Figure 3. Alpha diversity measures (Observed ASVs, Shannon, and Simpson) for the juncos sampled in the experiment based on (A) sex, (B) flock group for the entire experiment (time 1 through time 5), and (C) population (sub-species). Asterisks denote significance (p < 0.05).
Figure 4. Change in alpha diversity measures from time 0 to time 5 of the experiment. (A) Observed ASVs, (B) Shannon Index, and (C) Simpson index.

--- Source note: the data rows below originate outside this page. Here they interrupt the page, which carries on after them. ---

//! Sync orchestration: plan, translate, merge.

use std::sync::Arc;

use lingo_diff::{
    extract_paths, patch, remove_path, same_kind, strict_value, visit_object_paths, NodePath,
    Visit,
};
use lingo_merge::deep_merge;
use lingo_translate::Translator;
use lingo_types::{Document, Entries};
use serde_json::Value;
use tracing::{debug, info};

use crate::error::{SyncError, SyncResult};
use crate::skip::{SkipContext, SkipRule};
use crate::types::{SyncPlan, SyncRequest};

/// Synchronizes target locales with their source through a translator.
pub struct LocaleSync {
    translator: Arc<dyn Translator>,
}

impl LocaleSync {
    pub fn new(translator: Arc<dyn Translator>) -> Self {
        Self { translator }
    }

    /// Work out what a sync would translate, keep, and copy, without
    /// translating anything.
    pub fn plan(&self, request: &SyncRequest) -> SyncResult<SyncPlan> {
        plan(request)
    }

    /// Bring `request.target` up to date and return the merged document.
    ///
    /// The inputs are not modified; on error nothing is merged.
    pub async fn sync(&self, request: &SyncRequest) -> SyncResult<Document> {
        let plan = plan(request)?;
        let translated = if plan.is_up_to_date() {
            debug!(target_lang = %request.target.lang, "target is up to date");
            Value::Object(Entries::new())
        } else {
            self.translator
                .translate(
                    &plan.to_translate,
                    &request.source.lang,
                    &request.target.lang,
                )
                .await?
        };
        Ok(deep_merge(&[&plan.subset, &translated, &plan.ignored]))
    }
}

/// Compute the sync plan for `request` without translating anything.
pub fn plan(request: &SyncRequest) -> SyncResult<SyncPlan> {
    let source = &request.source;
    let target = &request.target;
    require_object(&source.document, "source")?;
    require_object(&target.document, "target")?;
    if let Some(previous) = &source.previous {
        require_object(previous, "previous source")?;
    }

    let baseline = patch(&source.document, &target.document, &same_kind);
    let mut to_translate = baseline.superset_document();
    if let Some(previous) = &source.previous {
        let changed = patch(&source.document, previous, &strict_value).superset_document();
        to_translate = deep_merge(&[&to_translate, &changed]);
    }

    let mut skipped = Vec::new();
    let mut ignored = Value::Object(Entries::new());
    if let Some(rule) = &request.skip {
        let paths = skip_paths(rule.as_ref(), &target.document);
        for path in &paths {
            to_translate = remove_path(&to_translate, path);
        }
        ignored = extract_paths(&target.document, &paths);
        skipped = paths.iter().map(ToString::to_string).collect();
    }

    let plan = SyncPlan {
        subset: baseline.subset_document(),
        to_translate,
        ignored,
        skipped,
    };
    info!(
        source_lang = %source.lang,
        target_lang = %target.lang,
        kept = entry_count(&plan.subset),
        to_translate = entry_count(&plan.to_translate),
        skipped = plan.skipped.len(),
        "sync planned"
    );
    Ok(plan)
}

/// Paths of `document` the rule selects. Descent stops at a match.
fn skip_paths(rule: &dyn SkipRule, document: &Document) -> Vec<NodePath> {
    let mut paths = Vec::new();
    visit_object_paths(document, |path, value| {
        let context = SkipContext { value, document };
        if rule.skip(&path.to_string(), &context) {
            paths.push(path.clone());
            Visit::SkipChildren
        } else {
            Visit::Descend
        }
    });
    paths
}

fn require_object(document: &Document, which: &'static str) -> SyncResult<()> {
    if document.is_object() {
        Ok(())
    } else {
        Err(SyncError::InvalidDocument(which))
    }
}

fn entry_count(document: &Document) -> usize {
    document.as_object().map_or(0, |m| m.len())
}
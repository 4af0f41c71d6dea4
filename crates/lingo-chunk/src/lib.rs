//! Chunker for Lingo.
//!
//! Splits the top-level entries of an object document into ordered chunks
//! whose compact JSON serialization stays within a length limit. The limit
//! is advisory: an entry that is too large on its own is emitted alone
//! rather than truncated or dropped.

pub mod chunk;
pub mod error;
pub mod slicer;

pub use chunk::Chunk;
pub use error::{ChunkError, ChunkResult};
pub use slicer::{slice, slice_entries};
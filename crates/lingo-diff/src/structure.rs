//! Structural equality.
//!
//! Two documents are structurally equal when they have the same container
//! kinds, the same object key sets, the same array lengths, and every pair
//! of leaves satisfies a caller-chosen predicate. The predicate decides
//! whether values matter: [`same_kind`] ignores them, [`strict_value`]
//! compares them.

use lingo_types::{is_truthy, NodeKind};
use serde_json::Value;

/// Leaf predicate that ignores values. Kinds are already equal when it runs.
pub fn same_kind(_a: &Value, _b: &Value) -> bool {
    true
}

/// Leaf predicate that requires equal values.
pub fn strict_value(a: &Value, b: &Value) -> bool {
    a == b
}

/// Leaf predicate that treats two leaves as equal when both are truthy or
/// both are falsy. Translated values differ from their source, so only
/// presence is checked.
pub fn truthy_eq(a: &Value, b: &Value) -> bool {
    is_truthy(a) == is_truthy(b)
}

/// Recursively compare the shape of `a` and `b`.
///
/// Object key order is ignored. Arrays must have equal length and each
/// element pair must be structurally equal. `predicate` is applied to leaf
/// pairs of the same kind.
pub fn equal_structure<P>(a: &Value, b: &Value, predicate: &P) -> bool
where
    P: Fn(&Value, &Value) -> bool + ?Sized,
{
    match (a, b) {
        (Value::Object(left), Value::Object(right)) => {
            left.len() == right.len()
                && left.iter().all(|(key, lv)| {
                    right
                        .get(key)
                        .is_some_and(|rv| equal_structure(lv, rv, predicate))
                })
        }
        (Value::Array(left), Value::Array(right)) => {
            left.len() == right.len()
                && left
                    .iter()
                    .zip(right)
                    .all(|(lv, rv)| equal_structure(lv, rv, predicate))
        }
        _ => NodeKind::of(a) == NodeKind::of(b) && predicate(a, b),
    }
}

#[cfg(test)]
mod tests {
    use super::*;
    use serde_json::json;

    #[test]
    fn values_are_ignored_by_default() {
        assert!(equal_structure(
            &json!({"a": 1, "b": "x"}),
            &json!({"a": 2, "b": "y"}),
            &same_kind
        ));
    }

    #[test]
    fn array_length_matters() {
        assert!(!equal_structure(&json!([1, 2, 3]), &json!([4, 5]), &same_kind));
        assert!(equal_structure(&json!([1, 2]), &json!([4, 5]), &same_kind));
    }

    #[test]
    fn array_elements_compared_by_shape() {
        assert!(equal_structure(
            &json!([{"a": 1}, "x"]),
            &json!([{"a": 9}, "y"]),
            &same_kind
        ));
        assert!(!equal_structure(
            &json!([{"a": 1}, "x"]),
            &json!([{"b": 1}, "x"]),
            &same_kind
        ));
    }

    #[test]
    fn key_order_is_irrelevant() {
        assert!(equal_structure(
            &json!({"a": 1, "b": 2}),
            &json!({"b": 2, "a": 1}),
            &strict_value
        ));
    }

    #[test]
    fn extra_or_missing_keys_mismatch() {
        assert!(!equal_structure(&json!({"a": 1}), &json!({"a": 1, "b": 2}), &same_kind));
        assert!(!equal_structure(&json!({"a": 1, "c": 2}), &json!({"a": 1, "b": 2}), &same_kind));
    }

    #[test]
    fn kind_changes_mismatch() {
        assert!(!equal_structure(&json!({"a": "1"}), &json!({"a": 1}), &same_kind));
        assert!(!equal_structure(&json!({"a": null}), &json!({"a": "x"}), &same_kind));
        assert!(!equal_structure(&json!({"a": {}}), &json!({"a": []}), &same_kind));
    }

    #[test]
    fn strict_predicate_compares_values() {
        assert!(!equal_structure(&json!({"a": "x"}), &json!({"a": "y"}), &strict_value));
        assert!(equal_structure(&json!({"a": {"b": [1]}}), &json!({"a": {"b": [1]}}), &strict_value));
    }

    #[test]
    fn truthy_predicate_checks_presence() {
        assert!(truthy_eq(&json!("hello"), &json!("hola")));
        assert!(truthy_eq(&json!(""), &json!("")));
        assert!(!truthy_eq(&json!("hello"), &json!("")));
    }

    #[test]
    fn closures_work_as_predicates() {
        let numbers_only = |a: &Value, b: &Value| a.is_number() && b.is_number();
        assert!(equal_structure(&json!([1, 2]), &json!([3, 4]), &numbers_only));
        assert!(!equal_structure(&json!(["1"]), &json!(["3"]), &numbers_only));
    }
}
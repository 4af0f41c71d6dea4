//! The public operations.

use std::sync::Arc;

use lingo_processor::{ChatTransport, ChunkProcessor, ChunkTask, ProcessorConfig};
use lingo_sync::{LocaleSync, SyncRequest};
use lingo_translate::Translator;
use lingo_types::Document;

use crate::error::SdkResult;

/// Run `document` through `transport` chunk by chunk with `task`.
pub async fn process_document(
    transport: Arc<dyn ChatTransport>,
    config: ProcessorConfig,
    document: &Document,
    task: &ChunkTask,
) -> SdkResult<Document> {
    let processor = ChunkProcessor::new(transport, config);
    Ok(processor.process(document, task).await?)
}

/// Translate every value of `document` from `from_lang` to `to_lang`.
pub async fn translate_document(
    translator: &dyn Translator,
    document: &Document,
    from_lang: &str,
    to_lang: &str,
) -> SdkResult<Document> {
    Ok(translator.translate(document, from_lang, to_lang).await?)
}

/// Bring a target locale up to date with its source.
pub async fn sync_locale(translator: Arc<dyn Translator>, request: &SyncRequest) -> SdkResult<Document> {
    Ok(LocaleSync::new(translator).sync(request).await?)
}
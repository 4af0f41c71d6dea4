use serde::{Deserialize, Serialize};

/// Configuration for the chunk worker pool.
#[derive(Clone, Debug, PartialEq, Eq, Serialize, Deserialize)]
#[serde(default)]
pub struct ProcessorConfig {
    /// Number of workers processing chunks at the same time.
    pub concurrency: usize,
    /// Maximum number of top-level entries per chunk.
    pub max_chunk_entries: usize,
    /// Extra attempts per chunk after the first one fails.
    pub chunk_retry_limit: usize,
}

impl Default for ProcessorConfig {
    fn default() -> Self {
        Self {
            concurrency: 3,
            max_chunk_entries: 6,
            chunk_retry_limit: 5,
        }
    }
}

impl ProcessorConfig {
    /// A single-worker configuration.
    pub fn sequential() -> Self {
        Self {
            concurrency: 1,
            ..Default::default()
        }
    }

    /// Total attempts allowed per chunk.
    pub fn max_attempts(&self) -> usize {
        self.chunk_retry_limit + 1
    }
}
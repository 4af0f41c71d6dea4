//! Error types for the chunk crate.

use lingo_types::{NodeKind, TypeError};

/// Errors that can occur while slicing a document.
#[derive(Debug, thiserror::Error)]
pub enum ChunkError {
    /// Only object documents can be sliced.
    #[error("unsupported input kind: expected object, got {0}")]
    UnsupportedInputKind(NodeKind),

    /// An entry could not be serialized.
    #[error("serialization error: {0}")]
    Serialization(#[from] serde_json::Error),
}

impl From<TypeError> for ChunkError {
    fn from(err: TypeError) -> Self {
        match err {
            TypeError::NotAnObject(kind) => Self::UnsupportedInputKind(kind),
        }
    }
}

/// Convenience alias for chunk results.
pub type ChunkResult<T> = Result<T, ChunkError>;
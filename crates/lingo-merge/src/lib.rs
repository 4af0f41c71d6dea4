//! Merge engine for Lingo.
//!
//! Combines several partial documents into one. Layers are applied in
//! order and later layers take precedence: objects are merged key by key,
//! recursively; any other pair of values is resolved by taking the later
//! value whole. Arrays are never merged element-wise.
//!
//! Key order follows first appearance: keys of the first layer keep their
//! positions, and keys introduced by later layers are appended in the order
//! those layers list them.

use lingo_types::{Document, Entries};
use serde_json::Value;

/// Merge `layers` left to right; later layers win on conflicts.
///
/// An empty slice yields an empty object.
pub fn deep_merge(layers: &[&Document]) -> Document {
    layers
        .iter()
        .fold(Value::Object(Entries::new()), |acc, layer| merge_pair(acc, layer))
}

/// Merge `overlay` on top of `base`.
pub fn merge_pair(base: Document, overlay: &Document) -> Document {
    match (base, overlay) {
        (Value::Object(mut merged), Value::Object(top)) => {
            for (key, value) in top {
                // Replace in place so existing keys keep their position.
                match merged.get_mut(key) {
                    Some(slot) => {
                        let existing = std::mem::take(slot);
                        *slot = merge_pair(existing, value);
                    }
                    None => {
                        merged.insert(key.clone(), value.clone());
                    }
                }
            }
            Value::Object(merged)
        }
        (_, overlay) => overlay.clone(),
    }
}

Bray–Curtis dissimilarity was used to determine any differences in community composition between various sample groups. We used Analysis of Similarity (ANOSIM) to determine if there were significant differences (Table 2) and plotted Bray-Curtis distances using non-metric multidimensional scaling plots (Figure 5). Comparing the sexes showed no significant difference (p = 0.12) and a low r value (r < 0.01). While all other group comparisons showed significant differences (all comparisons, p < 0.0001), only the comparison between the various time points had an r value above 0.1 (r = 0.2547), indicating a slightly higher dissimilarity between the time points, though this value is still low. We found that microbial community composition was weakly correlated with overall preen oil abundance (r = 0.148; p = 0.0011), but when we considered only samples collected at the time of capture (t = 0), the correlation was stronger (r = 0.504; p = 0.0019) according to Mantel tests.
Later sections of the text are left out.